Петренко открывал дверь.
– Ну что, Щаранский, поете? – весело спрашивал он.
Я продолжал петь.
– Нарушать еще будем?
Я пел.
– Обратно в камеру не хотите?
Я пел.
– Ну, раз поет, значит ему здесь нравится, пусть еще сидит, -говорил Петренко и уходил.
Через некоторое время появлялся Степанов.
– Вы бы, Щаранский, записались на прием к начальнику, объяснили ему, что сожалеете, пообещали, что больше не будете, – он наверняка освободил бы вас из карцера.
Степанов не Петренко, с ним можно и поговорить.
– Что я больше не буду?
– Как что? Ножи делать. Вам же здесь плохо. А Петренко – начальник строгий, но справедливый.
Как-то Степанов заметил, что пол в карцере усыпан штукатуркой, и обратился к дежурному:
– Почему так грязно? Дайте ему веник, пусть подметет.
– Мне веник? – удивился я. – А вдруг я из него ружье сделаю?
– Юмор – это хорошо. Это мы понимаем, – натянуто улыбнулся Степанов, но, уходя, сказал на всякий случай вертухаю:
– Отставить веник!
Его посещения и уговоры сказать Петренко "больше не буду" повторялись чуть ли не ежедневно. Интересно, думал я, как бы они поступили, если бы я и впрямь покаялся? Обманули бы и не выпустили из карцера? Но ведь они хотят, чтобы я им верил, и на таких пустяках вряд ли станут себя дискредитировать. Выпустили бы? Но ведь посадили-то меня сюда не по капризу Петренко, а в "высших интересах" следствия, которое пытается использовать для давления каждый час, проведенный мной в карцере. Позднее, с опытом, пришел и ответ. Да, пожалуй, Солонченко с компанией согласились бы потерять несколько карцерных дней, если я бы уступил Петренко. Обнаружить в человеке первые признаки слабости, угадать его желание пойти на "почетный компромисс", поощрить его в этом, а потом сломить окончательно – в этом кагебешники -большие мастера.

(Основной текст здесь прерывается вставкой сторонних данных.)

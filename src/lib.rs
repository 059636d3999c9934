//! # MQTT Session Layer
//!
//! The session layer of an MQTT 3.1.1 endpoint: connection lifecycle,
//! packet-identifier tracking, and the QoS 0/1/2 acknowledgment
//! handshakes, for both the client and the broker side of a connection.
//!
//! ## Features
//!
//! - Packet-identifier allocation and in-flight tracking with
//!   backpressure when the identifier space is exhausted
//! - Role-agnostic session state machine with client and broker
//!   specializations
//! - Exactly-once (QoS 2) receive-side deduplication
//! - Keep-alive monitoring driven by an external timer tick
//! - Session registry with client-identifier takeover and persistent
//!   session resumption
//!
//! ## Architecture
//!
//! Packet framing, transport I/O, and topic-filter matching live outside
//! this crate: the transport hands decoded [`packet::MqttPacket`] values
//! to a session through [`session::PacketFlow::deliver_packet`] and
//! writes back the packets the session returns, in order. Broker sessions
//! delegate routing and authorization to the [`broker::PublishRouter`]
//! and [`broker::SubscriptionAuthority`] collaborators; the
//! [`registry::SessionRegistry`] owns all broker sessions of a process
//! and drives cross-session fan-out.

pub mod broker;
pub mod client;
pub mod config;
pub mod error;
pub mod packet;
pub mod registry;
pub mod session;
pub mod tracker;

На седьмой день карцера чтение показаний Тота и людей, с которыми он встречался, прекратилось. Я ожидал, что Солонченко перейдет теперь к злосчастной статье Боба, но он предъявил мне один из вариантов списка отказников, изъятый у кого-то на обыске. Списка этого я не помнил, но не увидел в нем ничего подозрительного. Были в нем стандартные сведения: фамилия, имя, отчество, семейное положение, количество детей; работает ли человек или уволен после подачи заявления на выезд – это важно для решения вопроса о материальной помощи; когда и с какой формулировкой получен отказ. В последней графе можно было увидеть и расхожее – "не соответствует интересам государственной безопасности", "отсутствует разрешение ближайших родственников", и экзотическое – "принято решение, что вам лучше жить в СССР"; кроме того, в ней содержалась информация, которую сам отказник пожелал включить в материалы опроса в подтверждение необоснованности своего отказа. Например: "Работал в таком-то НИИ, институт открытый, поддерживает научные контакты с такими-то американскими институтами" или "Работал на закрытом предприятии до 1965 года".
Я просматривал этот список и пытался определить, подлинный ли он, нет ли в нем подделок. Будь рядом Дина, она бы решила эту задачу в два счета. Но где она сейчас? Может, тоже здесь, в Лефортово?